* [Work to be completed] Scan the records for the line containing "assert_eq!(reply, None);"; extract it and all later lines, verbatim, through the end, and nothing before it.

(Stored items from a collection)
* * *
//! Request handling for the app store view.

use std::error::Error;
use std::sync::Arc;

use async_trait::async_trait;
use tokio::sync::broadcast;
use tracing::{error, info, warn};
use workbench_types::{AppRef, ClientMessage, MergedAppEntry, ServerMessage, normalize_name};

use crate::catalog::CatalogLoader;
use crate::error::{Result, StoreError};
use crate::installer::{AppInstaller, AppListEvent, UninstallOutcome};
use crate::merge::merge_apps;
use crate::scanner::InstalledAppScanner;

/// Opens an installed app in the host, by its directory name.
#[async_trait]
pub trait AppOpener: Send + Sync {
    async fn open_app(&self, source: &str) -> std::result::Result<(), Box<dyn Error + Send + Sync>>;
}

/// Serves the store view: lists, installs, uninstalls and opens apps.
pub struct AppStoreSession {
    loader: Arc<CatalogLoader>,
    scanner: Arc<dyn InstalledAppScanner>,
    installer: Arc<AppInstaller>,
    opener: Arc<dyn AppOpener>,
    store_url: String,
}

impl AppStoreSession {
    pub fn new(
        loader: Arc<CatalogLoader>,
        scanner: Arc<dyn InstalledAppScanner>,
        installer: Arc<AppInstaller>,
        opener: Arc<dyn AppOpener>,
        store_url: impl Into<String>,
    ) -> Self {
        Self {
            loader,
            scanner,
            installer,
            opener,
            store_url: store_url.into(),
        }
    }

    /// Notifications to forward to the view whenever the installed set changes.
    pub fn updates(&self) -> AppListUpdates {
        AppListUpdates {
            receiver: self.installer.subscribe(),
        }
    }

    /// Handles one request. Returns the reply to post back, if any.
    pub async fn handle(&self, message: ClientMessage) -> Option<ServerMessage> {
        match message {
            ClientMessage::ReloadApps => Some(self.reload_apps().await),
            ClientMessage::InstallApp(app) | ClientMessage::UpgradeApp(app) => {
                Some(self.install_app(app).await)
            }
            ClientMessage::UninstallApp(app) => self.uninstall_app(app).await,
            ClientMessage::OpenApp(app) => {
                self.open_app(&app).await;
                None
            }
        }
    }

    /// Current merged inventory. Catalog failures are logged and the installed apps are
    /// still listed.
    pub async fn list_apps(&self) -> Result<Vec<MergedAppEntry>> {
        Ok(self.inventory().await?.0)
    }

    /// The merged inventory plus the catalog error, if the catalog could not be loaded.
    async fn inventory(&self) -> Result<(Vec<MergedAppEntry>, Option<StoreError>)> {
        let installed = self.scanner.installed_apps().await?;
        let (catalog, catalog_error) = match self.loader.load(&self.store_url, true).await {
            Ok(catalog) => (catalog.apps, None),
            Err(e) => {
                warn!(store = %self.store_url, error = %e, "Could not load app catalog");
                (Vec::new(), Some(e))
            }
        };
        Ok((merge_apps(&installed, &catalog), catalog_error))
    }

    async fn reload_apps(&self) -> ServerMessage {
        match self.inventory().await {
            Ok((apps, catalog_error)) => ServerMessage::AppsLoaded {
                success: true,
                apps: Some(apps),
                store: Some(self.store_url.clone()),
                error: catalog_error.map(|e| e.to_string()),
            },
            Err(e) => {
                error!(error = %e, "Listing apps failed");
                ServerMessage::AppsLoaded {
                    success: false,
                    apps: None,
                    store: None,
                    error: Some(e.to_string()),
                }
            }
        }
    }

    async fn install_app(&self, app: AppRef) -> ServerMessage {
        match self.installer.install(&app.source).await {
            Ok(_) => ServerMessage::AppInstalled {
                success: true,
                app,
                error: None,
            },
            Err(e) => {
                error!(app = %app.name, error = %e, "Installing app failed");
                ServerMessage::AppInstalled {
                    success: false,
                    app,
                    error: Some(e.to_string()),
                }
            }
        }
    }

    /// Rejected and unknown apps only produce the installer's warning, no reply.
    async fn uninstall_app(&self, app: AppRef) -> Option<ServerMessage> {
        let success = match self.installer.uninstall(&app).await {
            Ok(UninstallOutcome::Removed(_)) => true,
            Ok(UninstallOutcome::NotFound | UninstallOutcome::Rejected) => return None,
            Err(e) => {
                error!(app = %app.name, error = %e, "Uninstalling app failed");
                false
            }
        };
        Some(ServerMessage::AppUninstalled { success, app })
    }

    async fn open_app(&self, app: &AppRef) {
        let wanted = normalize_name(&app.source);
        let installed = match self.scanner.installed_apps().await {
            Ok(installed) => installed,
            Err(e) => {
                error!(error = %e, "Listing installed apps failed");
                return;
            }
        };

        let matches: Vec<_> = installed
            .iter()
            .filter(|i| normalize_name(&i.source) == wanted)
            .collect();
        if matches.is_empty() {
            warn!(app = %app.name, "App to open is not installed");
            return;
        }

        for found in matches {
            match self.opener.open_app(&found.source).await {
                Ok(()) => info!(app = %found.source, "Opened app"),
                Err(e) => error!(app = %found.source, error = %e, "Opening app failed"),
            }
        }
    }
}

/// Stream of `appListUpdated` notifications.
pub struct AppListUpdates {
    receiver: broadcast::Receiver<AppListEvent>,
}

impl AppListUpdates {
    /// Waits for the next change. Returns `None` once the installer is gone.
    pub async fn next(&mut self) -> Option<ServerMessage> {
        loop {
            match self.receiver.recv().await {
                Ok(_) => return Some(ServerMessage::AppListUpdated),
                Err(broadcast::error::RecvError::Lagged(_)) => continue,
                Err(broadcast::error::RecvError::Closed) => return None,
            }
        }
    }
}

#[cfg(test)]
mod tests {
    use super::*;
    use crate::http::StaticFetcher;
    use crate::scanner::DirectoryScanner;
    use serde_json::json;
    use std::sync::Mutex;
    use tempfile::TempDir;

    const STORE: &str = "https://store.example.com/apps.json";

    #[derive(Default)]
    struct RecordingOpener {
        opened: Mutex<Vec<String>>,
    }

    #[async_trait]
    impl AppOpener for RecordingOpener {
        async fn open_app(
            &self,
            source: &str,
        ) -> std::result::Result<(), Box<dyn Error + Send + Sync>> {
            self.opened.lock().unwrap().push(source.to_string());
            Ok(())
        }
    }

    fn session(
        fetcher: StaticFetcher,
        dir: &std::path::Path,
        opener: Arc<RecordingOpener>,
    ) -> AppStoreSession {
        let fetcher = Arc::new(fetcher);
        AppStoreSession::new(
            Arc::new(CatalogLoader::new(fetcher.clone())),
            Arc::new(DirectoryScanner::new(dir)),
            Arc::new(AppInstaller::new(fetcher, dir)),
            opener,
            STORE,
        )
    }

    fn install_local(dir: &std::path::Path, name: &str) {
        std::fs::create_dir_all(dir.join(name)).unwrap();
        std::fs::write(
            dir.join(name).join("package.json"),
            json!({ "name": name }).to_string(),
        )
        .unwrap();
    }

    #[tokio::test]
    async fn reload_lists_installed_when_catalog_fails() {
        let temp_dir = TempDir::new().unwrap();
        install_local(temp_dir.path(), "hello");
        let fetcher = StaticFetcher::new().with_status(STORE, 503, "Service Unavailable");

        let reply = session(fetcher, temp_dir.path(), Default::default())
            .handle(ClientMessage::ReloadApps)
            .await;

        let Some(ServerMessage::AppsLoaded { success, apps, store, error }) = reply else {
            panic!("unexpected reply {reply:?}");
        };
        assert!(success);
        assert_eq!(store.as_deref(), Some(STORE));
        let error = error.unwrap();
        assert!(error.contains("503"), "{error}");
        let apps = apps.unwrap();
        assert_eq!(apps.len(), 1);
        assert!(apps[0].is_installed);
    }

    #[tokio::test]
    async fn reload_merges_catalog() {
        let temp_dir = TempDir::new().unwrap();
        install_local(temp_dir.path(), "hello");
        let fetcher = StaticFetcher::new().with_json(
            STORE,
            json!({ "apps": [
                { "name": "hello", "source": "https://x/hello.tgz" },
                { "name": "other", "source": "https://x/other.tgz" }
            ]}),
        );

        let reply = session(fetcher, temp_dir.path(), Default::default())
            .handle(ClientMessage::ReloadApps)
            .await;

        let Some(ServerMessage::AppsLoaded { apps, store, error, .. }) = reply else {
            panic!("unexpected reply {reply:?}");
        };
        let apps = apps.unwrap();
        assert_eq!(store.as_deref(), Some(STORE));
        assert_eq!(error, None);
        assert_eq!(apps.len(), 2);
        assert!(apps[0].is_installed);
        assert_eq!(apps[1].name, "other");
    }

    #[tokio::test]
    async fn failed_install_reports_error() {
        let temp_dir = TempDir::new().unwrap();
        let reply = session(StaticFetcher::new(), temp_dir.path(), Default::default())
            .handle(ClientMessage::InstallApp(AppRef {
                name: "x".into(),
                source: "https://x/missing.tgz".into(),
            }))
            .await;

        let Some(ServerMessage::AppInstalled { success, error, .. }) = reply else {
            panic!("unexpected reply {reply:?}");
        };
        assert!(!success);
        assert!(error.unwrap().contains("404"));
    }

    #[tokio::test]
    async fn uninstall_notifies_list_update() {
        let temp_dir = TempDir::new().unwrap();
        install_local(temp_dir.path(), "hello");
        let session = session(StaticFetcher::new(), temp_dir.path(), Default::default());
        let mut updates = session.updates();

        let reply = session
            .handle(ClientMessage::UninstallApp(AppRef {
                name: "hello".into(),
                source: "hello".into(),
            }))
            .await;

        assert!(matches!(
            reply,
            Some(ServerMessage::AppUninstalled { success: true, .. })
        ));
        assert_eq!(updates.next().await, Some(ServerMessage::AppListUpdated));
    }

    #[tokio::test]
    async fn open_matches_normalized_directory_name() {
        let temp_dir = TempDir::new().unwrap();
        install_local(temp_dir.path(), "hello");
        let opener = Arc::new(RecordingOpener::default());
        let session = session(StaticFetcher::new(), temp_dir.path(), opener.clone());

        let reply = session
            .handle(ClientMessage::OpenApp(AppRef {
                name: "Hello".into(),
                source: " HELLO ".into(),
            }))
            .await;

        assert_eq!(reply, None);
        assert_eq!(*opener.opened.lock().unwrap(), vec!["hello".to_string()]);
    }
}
* * *
* [Answer box]
        assert_eq!(reply, None);
        assert_eq!(*opener.opened.lock().unwrap(), vec!["hello".to_string()]);
    }
}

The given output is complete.